> HOW TO COMPLETE THIS TASK
Go through the records and filter out every line lacking the word "Serialize"; copy the lines that remain.

━━━━━ INFORMATION ━━━━━

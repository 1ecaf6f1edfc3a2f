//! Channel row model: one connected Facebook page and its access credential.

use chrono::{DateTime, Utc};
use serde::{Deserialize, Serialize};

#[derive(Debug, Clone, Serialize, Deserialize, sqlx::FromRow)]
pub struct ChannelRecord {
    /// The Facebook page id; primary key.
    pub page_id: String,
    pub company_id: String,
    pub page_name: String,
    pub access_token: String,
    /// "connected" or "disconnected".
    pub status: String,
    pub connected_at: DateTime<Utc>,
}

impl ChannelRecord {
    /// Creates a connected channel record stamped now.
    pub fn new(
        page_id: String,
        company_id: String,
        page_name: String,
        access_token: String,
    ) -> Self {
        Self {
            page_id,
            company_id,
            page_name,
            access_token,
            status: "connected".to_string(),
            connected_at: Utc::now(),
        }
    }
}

━━━━━
━━━━━ INFORMATION ━━━━━

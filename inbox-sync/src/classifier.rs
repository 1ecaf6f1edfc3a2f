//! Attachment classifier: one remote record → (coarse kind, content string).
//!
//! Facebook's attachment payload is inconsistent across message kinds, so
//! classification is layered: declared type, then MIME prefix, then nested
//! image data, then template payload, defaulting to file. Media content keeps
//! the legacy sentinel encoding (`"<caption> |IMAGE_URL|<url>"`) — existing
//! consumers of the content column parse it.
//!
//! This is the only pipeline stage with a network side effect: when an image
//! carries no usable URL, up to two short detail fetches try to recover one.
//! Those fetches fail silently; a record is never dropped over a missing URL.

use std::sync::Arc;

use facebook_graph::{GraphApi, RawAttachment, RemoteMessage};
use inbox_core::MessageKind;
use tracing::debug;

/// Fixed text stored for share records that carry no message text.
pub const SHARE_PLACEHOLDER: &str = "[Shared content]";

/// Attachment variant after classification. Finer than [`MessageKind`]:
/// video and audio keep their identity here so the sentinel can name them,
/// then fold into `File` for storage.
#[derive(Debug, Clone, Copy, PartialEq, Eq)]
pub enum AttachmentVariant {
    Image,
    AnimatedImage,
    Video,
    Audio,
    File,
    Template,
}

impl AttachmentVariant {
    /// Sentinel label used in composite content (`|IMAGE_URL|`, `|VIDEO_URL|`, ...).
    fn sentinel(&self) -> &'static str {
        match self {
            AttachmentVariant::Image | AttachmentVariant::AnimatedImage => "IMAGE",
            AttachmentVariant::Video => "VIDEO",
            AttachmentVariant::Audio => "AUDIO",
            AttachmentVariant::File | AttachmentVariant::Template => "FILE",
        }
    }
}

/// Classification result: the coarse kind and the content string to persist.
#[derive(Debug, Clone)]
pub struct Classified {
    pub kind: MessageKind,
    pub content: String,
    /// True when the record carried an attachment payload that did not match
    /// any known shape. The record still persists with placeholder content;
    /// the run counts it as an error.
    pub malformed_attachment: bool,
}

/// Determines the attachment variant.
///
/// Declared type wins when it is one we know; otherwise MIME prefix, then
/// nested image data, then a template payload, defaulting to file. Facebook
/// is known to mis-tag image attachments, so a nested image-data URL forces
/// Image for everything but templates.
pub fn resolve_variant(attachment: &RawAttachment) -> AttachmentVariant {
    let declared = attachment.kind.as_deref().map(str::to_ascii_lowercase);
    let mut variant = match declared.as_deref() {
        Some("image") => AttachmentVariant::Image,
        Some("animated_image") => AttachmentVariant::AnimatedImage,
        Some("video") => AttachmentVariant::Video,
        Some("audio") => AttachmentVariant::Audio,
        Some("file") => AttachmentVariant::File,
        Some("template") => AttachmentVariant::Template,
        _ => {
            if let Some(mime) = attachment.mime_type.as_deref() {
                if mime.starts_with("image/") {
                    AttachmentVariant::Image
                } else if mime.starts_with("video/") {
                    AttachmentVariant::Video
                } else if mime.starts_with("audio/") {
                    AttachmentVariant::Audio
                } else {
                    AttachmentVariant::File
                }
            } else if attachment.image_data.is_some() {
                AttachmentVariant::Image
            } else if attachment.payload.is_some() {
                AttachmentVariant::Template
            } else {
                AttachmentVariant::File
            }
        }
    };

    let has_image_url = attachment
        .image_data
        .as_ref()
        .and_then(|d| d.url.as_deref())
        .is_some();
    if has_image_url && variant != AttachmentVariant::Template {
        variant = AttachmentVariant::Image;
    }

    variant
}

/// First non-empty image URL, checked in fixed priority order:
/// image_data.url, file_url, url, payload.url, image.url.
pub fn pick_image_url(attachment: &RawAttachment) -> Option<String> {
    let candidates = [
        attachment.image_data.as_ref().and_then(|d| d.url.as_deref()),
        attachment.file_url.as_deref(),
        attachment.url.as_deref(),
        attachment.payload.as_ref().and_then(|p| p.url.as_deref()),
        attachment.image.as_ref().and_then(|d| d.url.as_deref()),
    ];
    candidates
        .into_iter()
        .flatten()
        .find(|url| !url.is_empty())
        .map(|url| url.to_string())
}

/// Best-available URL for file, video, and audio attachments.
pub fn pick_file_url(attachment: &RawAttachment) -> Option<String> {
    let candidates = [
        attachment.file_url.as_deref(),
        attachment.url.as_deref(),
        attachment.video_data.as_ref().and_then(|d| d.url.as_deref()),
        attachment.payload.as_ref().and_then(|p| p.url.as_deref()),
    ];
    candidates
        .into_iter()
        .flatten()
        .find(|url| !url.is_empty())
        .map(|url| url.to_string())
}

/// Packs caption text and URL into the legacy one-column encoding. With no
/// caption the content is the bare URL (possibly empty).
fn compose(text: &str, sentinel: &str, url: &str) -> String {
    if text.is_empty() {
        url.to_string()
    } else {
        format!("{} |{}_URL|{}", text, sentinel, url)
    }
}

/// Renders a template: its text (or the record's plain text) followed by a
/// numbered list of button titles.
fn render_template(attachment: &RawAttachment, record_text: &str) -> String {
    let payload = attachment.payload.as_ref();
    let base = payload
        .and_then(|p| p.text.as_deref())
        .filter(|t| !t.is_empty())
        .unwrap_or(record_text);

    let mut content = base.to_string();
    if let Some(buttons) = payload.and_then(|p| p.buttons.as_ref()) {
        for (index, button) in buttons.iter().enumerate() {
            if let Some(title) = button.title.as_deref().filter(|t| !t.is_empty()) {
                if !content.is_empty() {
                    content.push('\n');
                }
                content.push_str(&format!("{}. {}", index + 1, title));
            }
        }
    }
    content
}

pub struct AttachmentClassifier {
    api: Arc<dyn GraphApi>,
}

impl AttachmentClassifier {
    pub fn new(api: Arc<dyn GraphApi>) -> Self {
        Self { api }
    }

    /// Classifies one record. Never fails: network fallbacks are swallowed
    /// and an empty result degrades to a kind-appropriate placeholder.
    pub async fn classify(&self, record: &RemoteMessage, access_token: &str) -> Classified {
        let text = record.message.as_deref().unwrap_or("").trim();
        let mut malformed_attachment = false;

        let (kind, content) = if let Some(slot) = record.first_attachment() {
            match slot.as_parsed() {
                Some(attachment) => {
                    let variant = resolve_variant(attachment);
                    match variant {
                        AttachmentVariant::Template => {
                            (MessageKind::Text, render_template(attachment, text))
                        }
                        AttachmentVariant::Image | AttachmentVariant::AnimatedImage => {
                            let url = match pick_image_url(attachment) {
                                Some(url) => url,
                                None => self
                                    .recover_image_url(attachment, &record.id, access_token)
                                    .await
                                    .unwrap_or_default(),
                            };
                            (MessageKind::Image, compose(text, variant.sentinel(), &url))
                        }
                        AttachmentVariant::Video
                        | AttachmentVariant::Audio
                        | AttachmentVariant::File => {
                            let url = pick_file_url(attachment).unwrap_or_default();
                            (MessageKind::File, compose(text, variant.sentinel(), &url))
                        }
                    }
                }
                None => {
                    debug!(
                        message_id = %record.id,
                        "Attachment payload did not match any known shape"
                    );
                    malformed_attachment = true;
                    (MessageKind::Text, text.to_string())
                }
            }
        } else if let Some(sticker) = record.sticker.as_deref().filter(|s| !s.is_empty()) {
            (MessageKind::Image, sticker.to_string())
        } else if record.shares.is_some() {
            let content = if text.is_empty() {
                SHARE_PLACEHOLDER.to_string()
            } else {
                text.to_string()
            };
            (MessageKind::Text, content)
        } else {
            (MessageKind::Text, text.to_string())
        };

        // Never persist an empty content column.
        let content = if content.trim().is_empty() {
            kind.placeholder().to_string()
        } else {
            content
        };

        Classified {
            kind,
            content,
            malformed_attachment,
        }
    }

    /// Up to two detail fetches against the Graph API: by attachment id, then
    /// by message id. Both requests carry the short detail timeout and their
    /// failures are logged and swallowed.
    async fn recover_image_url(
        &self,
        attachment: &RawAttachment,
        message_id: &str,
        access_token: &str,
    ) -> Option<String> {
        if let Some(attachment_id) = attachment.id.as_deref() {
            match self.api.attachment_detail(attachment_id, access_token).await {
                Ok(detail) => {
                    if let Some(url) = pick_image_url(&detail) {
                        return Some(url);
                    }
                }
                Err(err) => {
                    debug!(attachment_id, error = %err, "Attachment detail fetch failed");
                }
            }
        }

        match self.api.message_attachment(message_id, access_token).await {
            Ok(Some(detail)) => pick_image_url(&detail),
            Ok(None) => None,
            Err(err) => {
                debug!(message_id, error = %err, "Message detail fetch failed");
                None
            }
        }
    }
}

━━━━━

> RESPONSE
use serde::{Deserialize, Serialize};
#[derive(Debug, Clone, Serialize, Deserialize, sqlx::FromRow)]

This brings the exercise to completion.